*** Opening of Task data ***

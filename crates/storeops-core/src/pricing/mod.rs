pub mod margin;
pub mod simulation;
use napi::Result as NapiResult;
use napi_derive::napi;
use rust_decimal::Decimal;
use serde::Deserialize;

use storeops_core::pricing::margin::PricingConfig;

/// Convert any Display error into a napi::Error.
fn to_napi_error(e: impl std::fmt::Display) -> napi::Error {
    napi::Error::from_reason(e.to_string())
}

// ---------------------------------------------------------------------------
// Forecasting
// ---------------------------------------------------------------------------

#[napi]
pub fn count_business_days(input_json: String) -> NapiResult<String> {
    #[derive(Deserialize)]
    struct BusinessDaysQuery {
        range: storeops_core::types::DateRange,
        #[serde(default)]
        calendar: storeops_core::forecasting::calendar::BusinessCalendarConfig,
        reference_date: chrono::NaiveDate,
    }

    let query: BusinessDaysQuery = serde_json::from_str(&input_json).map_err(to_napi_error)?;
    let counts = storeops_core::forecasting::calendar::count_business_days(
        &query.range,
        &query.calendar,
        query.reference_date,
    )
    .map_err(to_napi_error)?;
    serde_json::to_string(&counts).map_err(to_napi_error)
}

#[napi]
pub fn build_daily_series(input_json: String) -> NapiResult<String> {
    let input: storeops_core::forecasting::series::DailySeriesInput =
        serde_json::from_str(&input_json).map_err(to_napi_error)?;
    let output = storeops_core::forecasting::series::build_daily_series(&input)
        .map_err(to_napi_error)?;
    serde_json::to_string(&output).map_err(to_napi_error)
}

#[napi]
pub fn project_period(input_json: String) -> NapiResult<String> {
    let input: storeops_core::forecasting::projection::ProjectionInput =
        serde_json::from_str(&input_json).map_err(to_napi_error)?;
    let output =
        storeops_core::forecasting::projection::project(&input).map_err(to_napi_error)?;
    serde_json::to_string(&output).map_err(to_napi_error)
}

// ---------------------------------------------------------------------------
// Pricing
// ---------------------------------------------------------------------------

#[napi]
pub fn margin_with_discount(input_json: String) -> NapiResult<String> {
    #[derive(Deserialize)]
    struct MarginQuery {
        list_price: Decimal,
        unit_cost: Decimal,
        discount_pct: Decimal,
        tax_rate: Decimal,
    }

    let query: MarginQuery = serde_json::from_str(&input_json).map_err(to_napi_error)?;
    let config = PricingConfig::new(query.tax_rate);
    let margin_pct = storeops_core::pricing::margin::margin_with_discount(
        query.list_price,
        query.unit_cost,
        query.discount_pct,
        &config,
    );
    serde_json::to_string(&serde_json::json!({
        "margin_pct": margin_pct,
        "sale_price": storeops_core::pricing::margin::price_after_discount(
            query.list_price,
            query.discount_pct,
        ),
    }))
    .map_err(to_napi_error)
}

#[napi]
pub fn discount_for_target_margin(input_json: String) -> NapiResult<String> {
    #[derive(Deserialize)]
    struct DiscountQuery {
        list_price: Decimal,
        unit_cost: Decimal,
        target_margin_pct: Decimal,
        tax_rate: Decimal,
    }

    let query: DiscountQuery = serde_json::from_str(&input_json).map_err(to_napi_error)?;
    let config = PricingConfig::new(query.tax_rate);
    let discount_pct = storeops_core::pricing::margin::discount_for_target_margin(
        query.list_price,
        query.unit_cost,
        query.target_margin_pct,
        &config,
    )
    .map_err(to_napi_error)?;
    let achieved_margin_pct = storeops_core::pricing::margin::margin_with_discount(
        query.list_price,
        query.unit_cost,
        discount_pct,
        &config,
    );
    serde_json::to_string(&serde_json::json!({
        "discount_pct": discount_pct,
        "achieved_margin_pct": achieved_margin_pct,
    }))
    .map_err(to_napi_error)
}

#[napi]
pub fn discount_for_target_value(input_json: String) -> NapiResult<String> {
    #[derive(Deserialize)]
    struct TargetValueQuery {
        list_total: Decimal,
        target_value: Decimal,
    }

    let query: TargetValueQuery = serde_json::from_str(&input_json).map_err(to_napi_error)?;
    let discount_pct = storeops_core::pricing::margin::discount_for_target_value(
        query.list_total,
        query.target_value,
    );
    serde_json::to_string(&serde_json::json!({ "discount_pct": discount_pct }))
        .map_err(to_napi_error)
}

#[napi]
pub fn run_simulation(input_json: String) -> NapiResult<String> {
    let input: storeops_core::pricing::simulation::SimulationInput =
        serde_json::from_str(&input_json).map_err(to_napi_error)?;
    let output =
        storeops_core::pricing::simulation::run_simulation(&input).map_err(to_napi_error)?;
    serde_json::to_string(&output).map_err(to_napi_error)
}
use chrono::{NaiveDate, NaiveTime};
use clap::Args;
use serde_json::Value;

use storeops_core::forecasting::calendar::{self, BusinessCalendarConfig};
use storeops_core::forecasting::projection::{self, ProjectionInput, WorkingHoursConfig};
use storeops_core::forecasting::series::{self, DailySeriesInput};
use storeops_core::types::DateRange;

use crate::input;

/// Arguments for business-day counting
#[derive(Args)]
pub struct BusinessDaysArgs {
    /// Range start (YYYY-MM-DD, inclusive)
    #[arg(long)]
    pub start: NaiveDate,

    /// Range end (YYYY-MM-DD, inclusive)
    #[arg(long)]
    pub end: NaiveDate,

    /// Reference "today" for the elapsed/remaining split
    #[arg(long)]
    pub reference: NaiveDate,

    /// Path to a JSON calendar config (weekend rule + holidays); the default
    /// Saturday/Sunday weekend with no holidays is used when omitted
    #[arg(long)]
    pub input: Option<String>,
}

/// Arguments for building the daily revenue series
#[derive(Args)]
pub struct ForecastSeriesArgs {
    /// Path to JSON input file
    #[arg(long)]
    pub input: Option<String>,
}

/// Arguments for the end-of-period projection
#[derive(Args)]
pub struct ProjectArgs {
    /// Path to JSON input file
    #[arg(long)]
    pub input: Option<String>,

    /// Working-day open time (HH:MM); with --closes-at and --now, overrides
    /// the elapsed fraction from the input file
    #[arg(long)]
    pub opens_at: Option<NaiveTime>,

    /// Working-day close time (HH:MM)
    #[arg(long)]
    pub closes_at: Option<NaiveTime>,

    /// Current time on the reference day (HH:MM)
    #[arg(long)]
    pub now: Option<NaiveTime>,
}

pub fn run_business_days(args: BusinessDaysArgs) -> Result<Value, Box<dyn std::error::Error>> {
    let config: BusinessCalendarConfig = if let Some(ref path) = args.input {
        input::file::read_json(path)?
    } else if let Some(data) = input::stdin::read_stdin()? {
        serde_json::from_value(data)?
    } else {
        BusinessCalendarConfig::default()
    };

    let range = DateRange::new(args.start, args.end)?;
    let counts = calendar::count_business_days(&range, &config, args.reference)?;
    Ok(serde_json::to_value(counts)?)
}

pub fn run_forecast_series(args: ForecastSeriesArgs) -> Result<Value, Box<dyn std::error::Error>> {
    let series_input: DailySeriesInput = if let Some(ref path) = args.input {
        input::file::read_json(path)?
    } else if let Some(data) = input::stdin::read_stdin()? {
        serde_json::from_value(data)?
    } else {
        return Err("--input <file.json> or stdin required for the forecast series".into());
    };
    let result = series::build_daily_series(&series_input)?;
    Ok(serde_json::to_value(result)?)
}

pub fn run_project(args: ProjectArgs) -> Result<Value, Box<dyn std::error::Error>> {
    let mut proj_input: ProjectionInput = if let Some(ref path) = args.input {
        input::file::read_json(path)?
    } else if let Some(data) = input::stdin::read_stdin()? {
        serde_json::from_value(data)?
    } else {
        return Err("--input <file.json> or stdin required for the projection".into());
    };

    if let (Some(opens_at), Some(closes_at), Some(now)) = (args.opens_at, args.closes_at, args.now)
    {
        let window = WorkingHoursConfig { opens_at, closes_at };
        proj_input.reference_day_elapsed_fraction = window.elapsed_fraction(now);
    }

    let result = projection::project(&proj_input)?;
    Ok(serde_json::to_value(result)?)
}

*** Close of Task data ***

### Assignment
For every line of the material above that contains the word "struct", show the line.

### Solution for this task
    struct BusinessDaysQuery {
    struct MarginQuery {
    struct DiscountQuery {
    struct TargetValueQuery {
pub struct BusinessDaysArgs {
pub struct ForecastSeriesArgs {
pub struct ProjectArgs {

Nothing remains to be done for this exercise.